ACM MM 2024 (Oral)
FLIP-80M: 80 Million Visual-Linguistic Pairs for Facial Language-Image Pre-Training
Yudong Li, Xianxu Hou, Dezhi Zheng, Linlin Shen, and Zhe Zhao
tl; dr We release an 80-million face-text dataset and different CLIP-like models pre-trained on our dataset.
We fine-tune the CLIP model using the proposed FLIP-80M to create FLIP (Facial Language-Image Pretraining).

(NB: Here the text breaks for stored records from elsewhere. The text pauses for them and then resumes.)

#[cfg(test)]
mod tests {
    use super::*;
    use crate::models::Unit;
    use std::collections::BTreeSet;

    fn recipe(id: i64, name: &str, ingredients: Vec<(i64, &str, f64)>) -> RecipeDetail {
        RecipeDetail {
            summary: RecipeSummary {
                id,
                name: name.into(),
                description: String::new(),
                prep_time_minutes: 15,
                allergens: BTreeSet::new(),
                owner_id: 1,
                is_favorite: false,
                favorite_count: 0,
            },
            guide_steps: vec!["Prep".into(), "Cook".into(), "Serve".into()],
            ingredients: ingredients
                .into_iter()
                .map(|(ingredient_id, name, quantity)| IngredientRequirement {
                    ingredient_id,
                    name: name.into(),
                    quantity,
                    unit: Unit::Grams,
                })
                .collect(),
        }
    }

    #[tokio::test]
    async fn test_paging_slices_in_order() {
        let fixture = FixtureCatalog::with_recipes(
            (1..=5).map(|id| recipe(id, &format!("r{id}"), vec![])).collect(),
        );
        let page = fixture
            .fetch_recipes(PageRequest { page: 2, per_page: 2 })
            .await
            .unwrap();
        assert_eq!(page.total_pages, 3);
        assert_eq!(page.items.iter().map(|r| r.id).collect::<Vec<_>>(), vec![3, 4]);
    }

    #[tokio::test]
    async fn test_injected_failure_and_call_count() {
        let fixture = FixtureCatalog::new();
        fixture.fail_on("fetch_inventory");
        assert!(fixture.fetch_inventory().await.is_err());
        fixture.clear_failures();
        assert!(fixture.fetch_inventory().await.is_ok());
        assert_eq!(fixture.call_count("fetch_inventory"), 2);
    }

    #[tokio::test]
    async fn test_resolve_nets_inventory_and_sorts_by_name() {
        let fixture = FixtureCatalog::new();
        fixture.set_inventory(vec![InventoryItem {
            ingredient_id: 1,
            name: "Flour".into(),
            quantity: 300.0,
            unit: Unit::Grams,
        }]);
        let totals = vec![
            IngredientRequirement {
                ingredient_id: 2,
                name: "Sugar".into(),
                quantity: 100.0,
                unit: Unit::Grams,
            },
            IngredientRequirement {
                ingredient_id: 1,
                name: "Flour".into(),
                quantity: 500.0,
                unit: Unit::Grams,
            },
            IngredientRequirement {
                ingredient_id: 3,
                name: "Butter".into(),
                quantity: 200.0,
                unit: Unit::Grams,
            },
        ];
        let deficits = fixture.resolve_shopping_list(&totals).await.unwrap();
        let names: Vec<_> = deficits.iter().map(|d| d.name.as_str()).collect();
        assert_eq!(names, vec!["Butter", "Flour", "Sugar"]);
        assert_eq!(deficits[1].quantity, 200.0);
    }

    #[tokio::test]
    async fn test_fully_covered_ingredient_is_omitted() {
        let fixture = FixtureCatalog::new();
        fixture.set_inventory(vec![InventoryItem {
            ingredient_id: 1,
            name: "Flour".into(),
            quantity: 500.0,
            unit: Unit::Grams,
        }]);
        let totals = vec![IngredientRequirement {
            ingredient_id: 1,
            name: "Flour".into(),
            quantity: 500.0,
            unit: Unit::Grams,
        }];
        let deficits = fixture.resolve_shopping_list(&totals).await.unwrap();
        assert!(deficits.is_empty());
    }

    #[tokio::test]
    async fn test_favorite_toggle_is_idempotent() {
        let fixture = FixtureCatalog::with_recipes(vec![recipe(1, "Stew", vec![])]);
        fixture.add_favorite(1).await.unwrap();
        fixture.add_favorite(1).await.unwrap();
        let favorites = fixture.fetch_favorites().await.unwrap();
        assert_eq!(favorites.len(), 1);
        assert_eq!(favorites[0].favorite_count, 1);
    }

    #[tokio::test]
    async fn test_totals_accumulate_across_recipes() {
        let fixture = FixtureCatalog::with_recipes(vec![
            recipe(1, "Bread", vec![(10, "Flour", 500.0)]),
            recipe(2, "Cake", vec![(10, "Flour", 200.0), (11, "Sugar", 150.0)]),
        ]);
        let totals = fixture
            .compute_ingredient_totals(&[
                RecipeQuantity { recipe_id: 1, count: 2 },
                RecipeQuantity { recipe_id: 2, count: 1 },
            ])
            .await
            .unwrap();
        assert_eq!(totals.len(), 2);
        assert_eq!(totals[0].ingredient_id, 10);
        assert_eq!(totals[0].quantity, 1200.0);
        assert_eq!(totals[1].quantity, 150.0);
    }
}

The dataset and models are publicly available and can be accessed through the following links:
- Dataset: FLIP-80M on Hugging Face
- Models
How to use:
from PIL import Image
import requests
from transformers import CLIPProcessor, CLIPModel
model = CLIPModel.from_pretrained("P01son/FaceCLIP-base-32")
processor = CLIPProcessor.from_pretrained("P01son/FaceCLIP-base-32")
url = "http://images.cocodataset.org/val2017/000000039769.jpg"
image = Image.open(requests.get(url, stream=True).raw)
inputs = processor(text=["a photo of a cat", "a photo of a dog"], images=image, return_tensors="pt", padding=True)
outputs = model(**inputs)
logits_per_image = outputs.logits_per_image # this is the image-text similarity score
probs = logits_per_image.softmax(dim=1) # we can take the softmax to get the label probabilities
The models are pre-trained with TencentPretrain framework on 8 * A100 GPUs:
python3 pretrain.py --dataset_path faceclip.pt \
--pretrained_model_path models/clip-b32.bin \
--output_model_path models/faceclip-b32.bin \
--config_path models/clip/base-32_config.json \
--vocab_path vocab.json --merges_path merges.txt --tokenizer clip \
--world_size 8 --gpu_ranks 0 1 2 3 4 5 6 7 --data_processor clip --accumulation_steps 8 --learning_rate 2e-5 \
--total_steps 200000 --save_checkpoint_steps 20000 --batch_size 160 --report_steps 500
If you use the FLIP-80M dataset or models in your research, please cite the following paper:
@inproceedings{li2024flip,
title={FLIP-80M: 80 Million Visual-Linguistic Pairs for Facial Language-Image Pre-Training},
author={Li, Yudong and Hou, Xianxu and Dezhi, Zheng and Shen, Linlin and Zhao, Zhe},
booktitle={Proceedings of the 32nd ACM International Conference on Multimedia},
pages={58--67},
year={2024}
}
Licensed under the Apache License, Version 2.0 (the "License"); you may not use this file except in compliance with the License. You may obtain a copy of the License at
http://www.apache.org/licenses/LICENSE-2.0
Unless required by applicable law or agreed to in writing, software distributed under the License is distributed on an "AS IS" BASIS, WITHOUT WARRANTIES OR CONDITIONS OF ANY KIND, either express or implied. See the License for the specific language governing permissions and limitations under the License.